Bermain di Santiago Bernabeu pada hari Minggu (21/1/2024), Real Madrid tentunya diprediksi bisa keluar sebagai pemenang dengan mudah. Namun realitanya tidak seperti demikian, sebab Almeria bisa memberikan perlawanan.
Bahkan Real Madrid sempat tertinggal dua gol pada babak pertama. Largie Ramazani dan Edgar Gonzalez menjadi aktor yang membuat Los Merengues harus memutar otak lebih keras agar bisa membalikkan kedudukan.

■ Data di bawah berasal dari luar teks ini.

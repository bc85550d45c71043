//! HTTP client for the prediction API
//!
//! Thin typed wrapper over `reqwest`: one method per endpoint, JSON decoding
//! of success bodies, and `{message}` / `{error}` extraction for failures.

use std::sync::Arc;

use diabetes_risk_shared::{
    ApiMessage, AuthRequest, CsvPrediction, CsvPredictionResponse, HistoryEntry, HistoryResponse,
    ModelAccuracy, PredictionResult, RecommendationQuery, RecommendationResponse, TokenResponse,
};
use reqwest::multipart::{Form, Part};
use reqwest::{RequestBuilder, Response};
use secrecy::{ExposeSecret, SecretString};
use serde::de::DeserializeOwned;
use tracing::{debug, warn};

use crate::config::ApiConfig;
use crate::error::{ClientError, ClientResult};

/// Prediction API client
///
/// Cloning is cheap: the underlying connection pool and base URL are shared.
#[derive(Clone, Debug)]
pub struct ApiClient {
    http: reqwest::Client,
    base_url: Arc<str>,
}

impl ApiClient {
    pub fn new(config: &ApiConfig) -> ClientResult<Self> {
        let http = reqwest::Client::builder()
            .timeout(config.timeout())
            .user_agent(concat!("diabetes-risk/", env!("CARGO_PKG_VERSION")))
            .build()?;

        Ok(Self {
            http,
            base_url: Arc::from(config.base_url.trim_end_matches('/')),
        })
    }

    fn url(&self, path: &str) -> String {
        format!("{}{}", self.base_url, path)
    }

    /// POST /login
    pub async fn login(
        &self,
        username: &str,
        password: &SecretString,
    ) -> ClientResult<TokenResponse> {
        let body = AuthRequest {
            username: username.to_string(),
            password: password.expose_secret().clone(),
        };
        self.send("/login", self.http.post(self.url("/login")).json(&body))
            .await
    }

    /// POST /register
    pub async fn register(
        &self,
        username: &str,
        password: &SecretString,
    ) -> ClientResult<TokenResponse> {
        let body = AuthRequest {
            username: username.to_string(),
            password: password.expose_secret().clone(),
        };
        self.send("/register", self.http.post(self.url("/register")).json(&body))
            .await
    }

    /// GET /history, newest first
    pub async fn history(&self, token: &SecretString) -> ClientResult<Vec<HistoryEntry>> {
        let request = self
            .http
            .get(self.url("/history"))
            .bearer_auth(token.expose_secret());
        let response: HistoryResponse = self.send("/history", request).await?;
        Ok(response.history)
    }

    /// POST /predict as a form; the bearer token is attached when present so
    /// the server records the prediction in the user's history
    pub async fn predict(
        &self,
        form: &[(String, String)],
        token: Option<&SecretString>,
    ) -> ClientResult<PredictionResult> {
        let mut request = self.http.post(self.url("/predict")).form(form);
        if let Some(token) = token {
            request = request.bearer_auth(token.expose_secret());
        }
        self.send("/predict", request).await
    }

    /// POST /predict_csv as multipart with the file under `file`
    pub async fn predict_csv(
        &self,
        file_name: &str,
        contents: Vec<u8>,
    ) -> ClientResult<Vec<CsvPrediction>> {
        let part = Part::bytes(contents)
            .file_name(file_name.to_string())
            .mime_str("text/csv")?;
        let request = self
            .http
            .post(self.url("/predict_csv"))
            .multipart(Form::new().part("file", part));
        let response: CsvPredictionResponse = self.send("/predict_csv", request).await?;
        Ok(response.predictions)
    }

    /// POST /recommend as a form
    pub async fn recommend(
        &self,
        query: &RecommendationQuery,
    ) -> ClientResult<RecommendationResponse> {
        let request = self.http.post(self.url("/recommend")).form(&query.to_form());
        self.send("/recommend", request).await
    }

    /// GET /model_accuracy, e.g. "77.92%"
    pub async fn model_accuracy(&self) -> ClientResult<String> {
        let response: ModelAccuracy = self
            .send("/model_accuracy", self.http.get(self.url("/model_accuracy")))
            .await?;
        Ok(response.accuracy)
    }

    async fn send<T: DeserializeOwned>(
        &self,
        endpoint: &'static str,
        request: RequestBuilder,
    ) -> ClientResult<T> {
        debug!(endpoint, "Sending request");
        let response = request.send().await?;
        decode(endpoint, response).await
    }
}

async fn decode<T: DeserializeOwned>(
    endpoint: &'static str,
    response: Response,
) -> ClientResult<T> {
    let status = response.status();
    let bytes = response.bytes().await?;

    if status.is_success() {
        return serde_json::from_slice(&bytes).map_err(|e| {
            warn!(endpoint, error = %e, "Unexpected response body");
            ClientError::Decode(e.to_string())
        });
    }

    let message = serde_json::from_slice::<ApiMessage>(&bytes)
        .ok()
        .and_then(|body| body.text().map(str::to_string));
    warn!(endpoint, status = status.as_u16(), "Request rejected");
    Err(ClientError::Api { status, message })
}

#[cfg(test)]
mod tests {
    use super::*;
    use reqwest::StatusCode;
    use wiremock::matchers::{body_string_contains, header, method, path};
    use wiremock::{Mock, MockServer, ResponseTemplate};

    fn client_for(server: &MockServer) -> ApiClient {
        ApiClient::new(&ApiConfig {
            base_url: format!("{}/", server.uri()),
            timeout_secs: 5,
        })
        .unwrap()
    }

    #[tokio::test]
    async fn test_login_returns_token() {
        let server = MockServer::start().await;
        Mock::given(method("POST"))
            .and(path("/login"))
            .and(body_string_contains("\"username\":\"alice\""))
            .respond_with(ResponseTemplate::new(200).set_body_json(serde_json::json!({
                "token": "aaa.bbb.ccc"
            })))
            .expect(1)
            .mount(&server)
            .await;

        let client = client_for(&server);
        let token = client
            .login("alice", &SecretString::new("pw".to_string()))
            .await
            .unwrap();
        assert_eq!(token.token, "aaa.bbb.ccc");
    }

    #[tokio::test]
    async fn test_error_body_message_is_extracted() {
        let server = MockServer::start().await;
        Mock::given(method("POST"))
            .and(path("/login"))
            .respond_with(
                ResponseTemplate::new(401)
                    .set_body_json(serde_json::json!({"message": "Invalid credentials"})),
            )
            .mount(&server)
            .await;

        let err = client_for(&server)
            .login("alice", &SecretString::new("wrong".to_string()))
            .await
            .unwrap_err();
        match err {
            ClientError::Api { status, message } => {
                assert_eq!(status, StatusCode::UNAUTHORIZED);
                assert_eq!(message.as_deref(), Some("Invalid credentials"));
            }
            other => panic!("unexpected error: {other:?}"),
        }
    }

    #[tokio::test]
    async fn test_non_json_error_body_has_no_message() {
        let server = MockServer::start().await;
        Mock::given(method("GET"))
            .and(path("/model_accuracy"))
            .respond_with(ResponseTemplate::new(502).set_body_string("<html>bad gateway</html>"))
            .mount(&server)
            .await;

        let err = client_for(&server).model_accuracy().await.unwrap_err();
        assert_eq!(err.user_message(), "Server error");
    }

    #[tokio::test]
    async fn test_history_sends_bearer_token() {
        let server = MockServer::start().await;
        Mock::given(method("GET"))
            .and(path("/history"))
            .and(header("authorization", "Bearer aaa.bbb.ccc"))
            .respond_with(ResponseTemplate::new(200).set_body_json(serde_json::json!({
                "history": [{
                    "prediction": "Diabetic",
                    "glucose": 180.0,
                    "blood_pressure": 90.0,
                    "risk_percentage": 72.5,
                    "diet_suggestion": "Adopt a low-sugar, low-carb diet.",
                    "timestamp": "2024-03-01 10:00:00"
                }]
            })))
            .expect(1)
            .mount(&server)
            .await;

        let history = client_for(&server)
            .history(&SecretString::new("aaa.bbb.ccc".to_string()))
            .await
            .unwrap();
        assert_eq!(history.len(), 1);
        assert_eq!(history[0].risk_band(), "High");
    }

    #[tokio::test]
    async fn test_recommend_sends_form() {
        let server = MockServer::start().await;
        Mock::given(method("POST"))
            .and(path("/recommend"))
            .and(body_string_contains("Diabetic=true"))
            .and(body_string_contains("Height=1.7"))
            .respond_with(ResponseTemplate::new(200).set_body_json(serde_json::json!({
                "bmi": 24.2,
                "tdee": 2200.0,
                "nutrition": {"energy": 2000.0, "carbs": 200.0, "protein": 120.0, "fat": 60.0}
            })))
            .expect(1)
            .mount(&server)
            .await;

        let query = RecommendationQuery {
            age: 40.0,
            height_m: 1.7,
            weight_kg: 70.0,
            sex: diabetes_risk_shared::Sex::Female,
            activity_level: diabetes_risk_shared::ActivityLevel::Medium,
            goal: diabetes_risk_shared::Goal::Standard,
            diabetic: true,
        };
        let response = client_for(&server).recommend(&query).await.unwrap();
        assert_eq!(response.nutrition.energy, 2000.0);
    }
}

Di babak kedua, ada tiga momen kontroversial terjadi. Pertama terkait penalti, di mana Jude Bellingham mengeksekusinya dengan baik. Penalti itu sendiri berasal dari handsball yang mengundang perdebatan di publik.
Almeria sempat mencetak gol ketiganya di babak kedua melalui aksi Sergio Arribas. Sayangnya, gol tersebut dianulir usai wasit melakukan pengecekan ulang melalui VAR. Wasit menganggap ada pelanggaran dalam proses terciptanya gol.

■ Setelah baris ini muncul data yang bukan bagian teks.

//! Configuration management for the diabetes-risk client
//!
//! Configuration is loaded hierarchically:
//! 1. Default values (in code)
//! 2. TOML config files (config/development.toml or config/production.toml)
//! 3. Environment variables (prefix: DR__)

use anyhow::Result;
use serde::{Deserialize, Serialize};
use std::env;
use std::path::PathBuf;
use std::time::Duration;

/// Client configuration
#[derive(Debug, Clone, Serialize, Deserialize)]
pub struct ClientConfig {
    pub api: ApiConfig,
    #[serde(default)]
    pub wizard: WizardConfig,
    #[serde(default)]
    pub session: SessionConfig,
    #[serde(default)]
    pub history: HistoryConfig,
}

/// Prediction API endpoint
#[derive(Debug, Clone, Serialize, Deserialize)]
pub struct ApiConfig {
    pub base_url: String,
    pub timeout_secs: u64,
}

/// Popup timings for the step-1 BMI popup
#[derive(Debug, Clone, Copy, Serialize, Deserialize)]
pub struct WizardConfig {
    pub popup_fade_in_ms: u64,
    /// Measured from the moment the popup is shown
    pub popup_hold_ms: u64,
    pub popup_fade_out_ms: u64,
}

/// Where the session (token and preferences) is persisted
#[derive(Debug, Clone, Serialize, Deserialize)]
pub struct SessionConfig {
    pub path: PathBuf,
}

/// History view settings
#[derive(Debug, Clone, Copy, Serialize, Deserialize)]
pub struct HistoryConfig {
    pub page_size: usize,
}

impl Default for ApiConfig {
    fn default() -> Self {
        Self {
            base_url: "http://127.0.0.1:5000".to_string(),
            timeout_secs: 30,
        }
    }
}

impl Default for WizardConfig {
    fn default() -> Self {
        Self {
            popup_fade_in_ms: 100,
            popup_hold_ms: 3000,
            popup_fade_out_ms: 300,
        }
    }
}

impl Default for SessionConfig {
    fn default() -> Self {
        Self {
            path: PathBuf::from(".diabetes-risk/session.json"),
        }
    }
}

impl Default for HistoryConfig {
    fn default() -> Self {
        Self {
            page_size: diabetes_risk_shared::pagination::DEFAULT_PAGE_SIZE,
        }
    }
}

impl Default for ClientConfig {
    fn default() -> Self {
        Self {
            api: ApiConfig::default(),
            wizard: WizardConfig::default(),
            session: SessionConfig::default(),
            history: HistoryConfig::default(),
        }
    }
}

impl ApiConfig {
    pub fn timeout(&self) -> Duration {
        Duration::from_secs(self.timeout_secs)
    }
}

impl WizardConfig {
    pub fn fade_in(&self) -> Duration {
        Duration::from_millis(self.popup_fade_in_ms)
    }

    pub fn hold(&self) -> Duration {
        Duration::from_millis(self.popup_hold_ms)
    }

    pub fn fade_out(&self) -> Duration {
        Duration::from_millis(self.popup_fade_out_ms)
    }
}

impl ClientConfig {
    /// Load configuration from files and environment
    ///
    /// Loading order (later sources override earlier):
    /// 1. Default values
    /// 2. Config file based on RUST_ENV (development.toml or production.toml)
    /// 3. Environment variables with DR__ prefix
    pub fn load() -> Result<Self> {
        let env = env::var("RUST_ENV").unwrap_or_else(|_| "development".to_string());
        let config_file = format!("config/{}.toml", env);

        let config = config::Config::builder()
            .add_source(config::Config::try_from(&ClientConfig::default())?)
            .add_source(config::File::with_name(&config_file).required(false))
            // e.g., DR__API__BASE_URL=https://predict.example.org sets api.base_url
            .add_source(config::Environment::with_prefix("DR").separator("__"))
            .build()?;

        Ok(config.try_deserialize()?)
    }

    /// Check if running in production mode
    pub fn is_production() -> bool {
        env::var("RUST_ENV")
            .map(|v| v == "production")
            .unwrap_or(false)
    }
}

Baca juga: Xavi Hernandez Sindir Kemenangan Kontroversial Real Madrid
Perhatian tertuju kembali kepada wasit saat Real Madrid mencetak gol penyama skor lewat Vinicius Junior. Ia terlihat melakukan handsball dalam prosesnya, tapi wasit tetap mensahkan gol usai melakukan pengecekan ulang melalui VAR.
“Kami dirampok. Dan ini telah terjadi berkali-kali. Kejadian hari ini telah melewati semua batasan: luar biasa. Tidak ada cara lain utnuk memengaruhi mereka memenangkan pertandingan,” tegas pemain Almeria, Gonzalo Melero, dikutip AS.

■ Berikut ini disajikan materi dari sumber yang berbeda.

fn build_plan_1200() -> MealPlan {
    MealPlan {
        base_calories: 1200,
        days: vec![
            DayPlan {
                day: "Monday",
                breakfast: MealSlot::Single(meal(
                    "Poached Egg & Avocado Toast",
                    "1 egg, 1/2 avocado, Ezekiel bread, 1 orange",
                    300,
                    39,
                    14,
                    12,
                )),
                lunch: MealSlot::Single(meal(
                    "Mexican Bowl",
                    "2/3 cup pinto beans, 1 cup spinach, 1/4 cup tomatoes, \
                    1/4 cup peppers, 1 oz cheese, 1 tbsp salsa",
                    350,
                    30,
                    18,
                    10,
                )),
                snack: MealSlot::Single(meal(
                    "Carrots & Hummus",
                    "20 baby carrots, 2 tbsp hummus",
                    150,
                    21,
                    5,
                    8,
                )),
                dinner: MealSlot::Single(meal(
                    "Lentil Pasta with Turkey",
                    "1 cup lentil penne, 2 oz turkey, 1.5 cups veggie tomato sauce",
                    400,
                    35,
                    22,
                    15,
                )),
            },
            DayPlan {
                day: "Tuesday",
                breakfast: MealSlot::Single(meal(
                    "Blueberry Oatmeal",
                    "3/4 cup blueberries, 1 cup oatmeal, 1 oz almonds, 1 tsp chia seeds",
                    320,
                    34,
                    12,
                    14,
                )),
                lunch: MealSlot::Single(meal(
                    "Chicken Avocado Salad",
                    "1/2 cup chickpeas, 2 cups spinach, 2 oz chicken, \
                    1/2 avocado, 1/2 cup strawberries",
                    380,
                    52,
                    24,
                    18,
                )),
                snack: MealSlot::Single(meal(
                    "Peach Cottage Cheese",
                    "1 small peach, 1/3 cup 2% cottage cheese",
                    120,
                    16,
                    8,
                    3,
                )),
                dinner: MealSlot::Single(meal(
                    "Mediterranean Couscous",
                    "2/3 cup couscous, 1/2 cup eggplant, sundried tomatoes, olives, cucumber",
                    380,
                    38,
                    15,
                    12,
                )),
            },
            DayPlan {
                day: "Wednesday",
                breakfast: MealSlot::Single(meal(
                    "Veggie Omelet with Black Beans",
                    "2 eggs, spinach, mushrooms, bell pepper, avocado, 1/2 cup black beans",
                    350,
                    34,
                    20,
                    16,
                )),
                lunch: MealSlot::Single(meal(
                    "Tuna Sandwich",
                    "2 slices whole wheat bread, 2 oz tuna, veggies, 1/2 apple",
                    400,
                    40,
                    25,
                    10,
                )),
                snack: MealSlot::Single(meal("Unsweetened Kefir", "1 cup kefir", 110, 12, 9, 2)),
                dinner: MealSlot::Single(meal(
                    "Pork with Asparagus",
                    "2 oz pork, 1/2 cup succotash, 1 cup asparagus, 1/2 cup pineapple",
                    380,
                    34,
                    22,
                    14,
                )),
            },
            DayPlan {
                day: "Thursday",
                breakfast: MealSlot::Single(meal(
                    "Sweet Potato Toast",
                    "2 slices sweet potato, 1 oz goat cheese, spinach, flaxseed",
                    300,
                    44,
                    12,
                    10,
                )),
                lunch: MealSlot::Single(meal(
                    "Chicken & Cauliflower",
                    "2 oz chicken, 1 cup cauliflower, 1 cup strawberries",
                    280,
                    23,
                    18,
                    8,
                )),
                snack: MealSlot::Single(meal(
                    "Yogurt with Banana",
                    "1 cup Greek yogurt, 1/2 banana",
                    150,
                    15,
                    12,
                    2,
                )),
                dinner: MealSlot::Single(meal(
                    "Quinoa with Tofu",
                    "2/3 cup quinoa, 8 oz tofu, bok choy, broccoli, kiwi",
                    420,
                    44,
                    24,
                    12,
                )),
            },
            DayPlan {
                day: "Friday",
                breakfast: MealSlot::Single(meal(
                    "High Fiber Cereal",
                    "1/3 cup Grape-Nuts, 1/2 cup blueberries, almond milk",
                    300,
                    41,
                    8,
                    6,
                )),
                lunch: MealSlot::Single(meal(
                    "Spinach Salad",
                    "2 cups spinach, 1 oz cheese, boiled egg, grapes, chickpeas",
                    380,
                    47,
                    20,
                    14,
                )),
                snack: MealSlot::Single(meal(
                    "Celery with Peanut Butter",
                    "1 cup celery, 1 tbsp peanut butter",
                    120,
                    6,
                    5,
                    8,
                )),
                dinner: MealSlot::Single(meal(
                    "Salmon with Baked Potato",
                    "2 oz salmon, 1 medium baked potato, 1.5 cups asparagus",
                    400,
                    39,
                    25,
                    12,
                )),
            },
            DayPlan {
                day: "Saturday",
                breakfast: MealSlot::Single(meal(
                    "Greek Yogurt with Fruit",
                    "1 cup yogurt, 1/2 banana, 1 cup strawberries, chia seeds",
                    280,
                    32,
                    18,
                    8,
                )),
                lunch: MealSlot::Single(meal(
                    "Black Bean Tacos",
                    "2 corn tortillas, 1/3 cup black beans, 1 oz cheese, avocado, coleslaw",
                    420,
                    70,
                    18,
                    16,
                )),
                snack: MealSlot::Single(meal(
                    "Veggies with Hummus",
                    "1 cherry tomato, 10 baby carrots, 2 tbsp hummus",
                    120,
                    14,
                    5,
                    6,
                )),
                dinner: MealSlot::Single(meal(
                    "Beef with Broccoli",
                    "2 oz beef, 1/2 baked potato, 1.5 cups broccoli, 3/4 cup strawberries",
                    380,
                    41,
                    22,
                    14,
                )),
            },
            DayPlan {
                day: "Sunday",
                breakfast: MealSlot::Single(meal(
                    "Chocolate Peanut Oatmeal",
                    "1/2 cup oatmeal, protein powder, 1 tbsp peanut butter, chia seeds",
                    320,
                    21,
                    20,
                    12,
                )),
                lunch: MealSlot::Single(meal(
                    "Lentil Pita Pocket",
                    "1 small pita, 1/2 cup lentils, veggies, 2 tbsp dressing",
                    350,
                    30,
                    18,
                    10,
                )),
                snack: MealSlot::Single(meal(
                    "Grapefruit with Almonds",
                    "1 small grapefruit, 1 oz almonds",
                    180,
                    26,
                    6,
                    12,
                )),
                dinner: MealSlot::Single(meal(
                    "Shrimp with Peas",
                    "2 oz shrimp, 1 cup peas, 1/2 cup beets, Swiss chard",
                    350,
                    39,
                    24,
                    10,
                )),
            },
        ],
    }
}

Ternyata kontroversi tidak hanya sampai di situ saja. Ada juga insiden di mana tangan Vinicius Junior terlihat mengenai wajah pemain Almeria, Alejandro Pozo. Umumnya, kontak dengan wajah pemain lawan berujung pada kartu merah.
Dan baru-baru ini, rekaman audio antara wasit dan VAR pada situasi tersebut tersebar ke publik. Terdengar bahwa Alejandro Hernandez Hernandez selaku wasit mengakui kalau tangan Vinicius mengenai wajah Pozo.
Serangkaian kontroversi ini ternyata menarik perhatian rival Real Madrid, Barcelona. Joan Laporta selaku presiden tidak segan menyebutkan bahwa insiden itu sebagai hal memalukan dan menuntut wasit untuk segera angkat bicara.
“Apa yang terjadi [di Madrid] itu memalukan. Kolektif wasit harus merespon tekanan yang terjadi pada musim ini. Jika mereka tidak melakukannya, kami akan merasa tidak nyaman sebab ini adalah pengabaian tugas,” ucapnya kepada AS.